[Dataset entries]
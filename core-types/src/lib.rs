// Copyright (c) James Kassemi, SC, US. All rights reserved.

//! Shared domain types, ledger events, configuration and service status for the flight oracle service.

pub mod config;
pub mod events;
pub mod status;
pub mod types;

pub use events::{EventKind, LedgerEvent};
pub use types::{
    Address, FlightKey, FlightRecord, IndexError, Oracle, OracleIndexes, OracleResponseInfo,
    OracleSet, ParseHexError, StatusCode, StatusRequest, Wei, MAX_ORACLE_INDEX, WEI_PER_ETHER,
};
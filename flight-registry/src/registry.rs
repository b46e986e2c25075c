// Copyright (c) James Kassemi, SC, US. All rights reserved.
use std::collections::BTreeMap;

use core_types::{FlightRecord, StatusCode};

/// Flights keyed by ledger id. Upserts replace whole records.
#[derive(Debug, Clone, Default)]
pub struct Registry {
    flights: BTreeMap<u64, FlightRecord>,
}

impl Registry {
    pub fn new() -> Self {
        Self::default()
    }

    /// Returns `true` when the id was not present before.
    pub fn upsert(&mut self, record: FlightRecord) -> bool {
        self.flights.insert(record.id, record).is_none()
    }

    /// Like [`Registry::upsert`], but a record still reporting
    /// [`StatusCode::Unknown`] never replaces one whose status has settled.
    /// Oracles cannot report `Unknown`, so the settled record is the newer one.
    pub fn merge(&mut self, record: FlightRecord) -> bool {
        match self.flights.get(&record.id) {
            Some(existing)
                if existing.status_code != StatusCode::Unknown
                    && record.status_code == StatusCode::Unknown =>
            {
                false
            }
            _ => self.upsert(record),
        }
    }

    /// Highest id held, or 0 when empty.
    pub fn max_id(&self) -> u64 {
        self.flights.keys().next_back().copied().unwrap_or(0)
    }

    pub fn get(&self, id: u64) -> Option<&FlightRecord> {
        self.flights.get(&id)
    }

    pub fn clear(&mut self) {
        self.flights.clear();
    }

    pub fn len(&self) -> usize {
        self.flights.len()
    }

    pub fn is_empty(&self) -> bool {
        self.flights.is_empty()
    }

    /// Records in ascending id order.
    pub fn snapshot(&self) -> Vec<FlightRecord> {
        self.flights.values().cloned().collect()
    }
}
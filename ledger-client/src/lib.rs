// Copyright (c) James Kassemi, SC, US. All rights reserved.

//! Ledger boundary for the flight oracle service.
//!
//! The crate exposes:
//! - [`LedgerClient`]: async remote-call and event-subscription trait over the contract pair.
//! - [`EventBus`]: broadcast fan-out used by ledger backends to deliver [`core_types::LedgerEvent`]s.
//! - [`SimulatedLedger`]: in-process backend for dev mode and tests.

pub mod bus;
pub mod client;
pub mod simulated;

pub use bus::EventBus;
pub use client::{LedgerClient, LedgerError, LedgerResult};
pub use simulated::{
    derive_flight_key, SimulatedLedger, SimulatedLedgerConfig, SubmissionRecord,
};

• EXERCISE INSTRUCTIONS:
Retype every line up to and including the one that contains "Some(existing)", beginning at the first line of the records, with no edits.

• ANSWER TO THIS PROBLEM:
filename core-types/src/lib.rs
// Copyright (c) James Kassemi, SC, US. All rights reserved.

//! Shared domain types, ledger events, configuration and service status for the flight oracle service.

pub mod config;
pub mod events;
pub mod status;
pub mod types;

pub use events::{EventKind, LedgerEvent};
pub use types::{
    Address, FlightKey, FlightRecord, IndexError, Oracle, OracleIndexes, OracleResponseInfo,
    OracleSet, ParseHexError, StatusCode, StatusRequest, Wei, MAX_ORACLE_INDEX, WEI_PER_ETHER,
};
filename flight-registry/src/registry.rs
repository b46e986e2c25075c
// Copyright (c) James Kassemi, SC, US. All rights reserved.
use std::collections::BTreeMap;

use core_types::{FlightRecord, StatusCode};

/// Flights keyed by ledger id. Upserts replace whole records.
#[derive(Debug, Clone, Default)]
pub struct Registry {
    flights: BTreeMap<u64, FlightRecord>,
}

impl Registry {
    pub fn new() -> Self {
        Self::default()
    }

    /// Returns `true` when the id was not present before.
    pub fn upsert(&mut self, record: FlightRecord) -> bool {
        self.flights.insert(record.id, record).is_none()
    }

    /// Like [`Registry::upsert`], but a record still reporting
    /// [`StatusCode::Unknown`] never replaces one whose status has settled.
    /// Oracles cannot report `Unknown`, so the settled record is the newer one.
    pub fn merge(&mut self, record: FlightRecord) -> bool {
        match self.flights.get(&record.id) {
            Some(existing)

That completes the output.